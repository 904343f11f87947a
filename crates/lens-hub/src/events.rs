//! Hub audit events

use lens_core::{Address, ProfileId, PublicationId};
use serde::{Deserialize, Serialize};

/// Module family, for whitelist events
#[derive(Clone, Copy, Debug, PartialEq, Eq, Serialize, Deserialize)]
#[serde(rename_all = "snake_case")]
pub enum ModuleFamily {
    Follow,
    Reference,
}

/// Everything the hub reports after a successful call
#[derive(Clone, Debug, PartialEq, Eq, Serialize, Deserialize)]
#[serde(tag = "event", rename_all = "snake_case")]
pub enum HubEvent {
    ModuleWhitelisted {
        family: ModuleFamily,
        module: Address,
        whitelisted: bool,
    },
    CurrencyWhitelisted {
        currency: Address,
        whitelisted: bool,
    },
    ProfileCreated {
        profile: ProfileId,
        owner: Address,
        handle: String,
    },
    FollowModuleSet {
        profile: ProfileId,
        module: Option<Address>,
        #[serde(with = "hex_bytes")]
        ack: Vec<u8>,
    },
    Followed {
        follower: Address,
        profile: ProfileId,
        follow_nft_id: u64,
    },
    FollowNftTransferred {
        profile: ProfileId,
        follow_nft_id: u64,
        from: Address,
        to: Address,
    },
    PostCreated {
        publication: PublicationId,
        reference_module: Option<Address>,
        #[serde(with = "hex_bytes")]
        ack: Vec<u8>,
    },
    CommentCreated {
        publication: PublicationId,
        pointed: PublicationId,
        reference_module: Option<Address>,
        #[serde(with = "hex_bytes")]
        ack: Vec<u8>,
    },
    MirrorCreated {
        publication: PublicationId,
        pointed: PublicationId,
    },
}

/// An event with its position in the hub's history
#[derive(Clone, Debug, PartialEq, Eq, Serialize, Deserialize)]
pub struct EventRecord {
    pub sequence: u64,

    /// Unix timestamp (milliseconds)
    pub timestamp: i64,

    #[serde(flatten)]
    pub event: HubEvent,
}

/// `0x`-prefixed hex for opaque byte strings
mod hex_bytes {
    use serde::{Deserialize, Deserializer, Serializer};

    pub fn serialize<S: Serializer>(bytes: &[u8], serializer: S) -> Result<S::Ok, S::Error> {
        serializer.serialize_str(&format!("0x{}", hex::encode(bytes)))
    }

    pub fn deserialize<'de, D: Deserializer<'de>>(deserializer: D) -> Result<Vec<u8>, D::Error> {
        let s = String::deserialize(deserializer)?;
        hex::decode(s.trim_start_matches("0x")).map_err(serde::de::Error::custom)
    }
}
//! # Lens Follow Modules
//!
//! Follow modules decide whether an account may follow a profile. The hub
//! calls `initialize` once when the profile selects a module and
//! `process_follow` on every follow attempt, reverting the follow when the
//! module rejects.
//!
//! ## Modules
//!
//! - [`GatedFollowModule`] - evaluates an asset-ownership [`Condition`]
//!   (single NFT, specific token, AND/OR lists, multi-token balance)
//! - [`PasscodeFollowModule`] - requires a shared numeric passcode

pub mod condition;
pub mod gated;
pub mod passcode;

#[cfg(test)]
pub(crate) mod testing;

pub use condition::{Condition, ConditionKind};
pub use gated::GatedFollowModule;
pub use passcode::PasscodeFollowModule;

::::::::

#### [Assignment]
Look through the listing, and copy each line in which the string "passcode" turns up.

#### [Finished exercise]
//! - [`PasscodeFollowModule`] - requires a shared numeric passcode
pub mod passcode;
pub use passcode::PasscodeFollowModule;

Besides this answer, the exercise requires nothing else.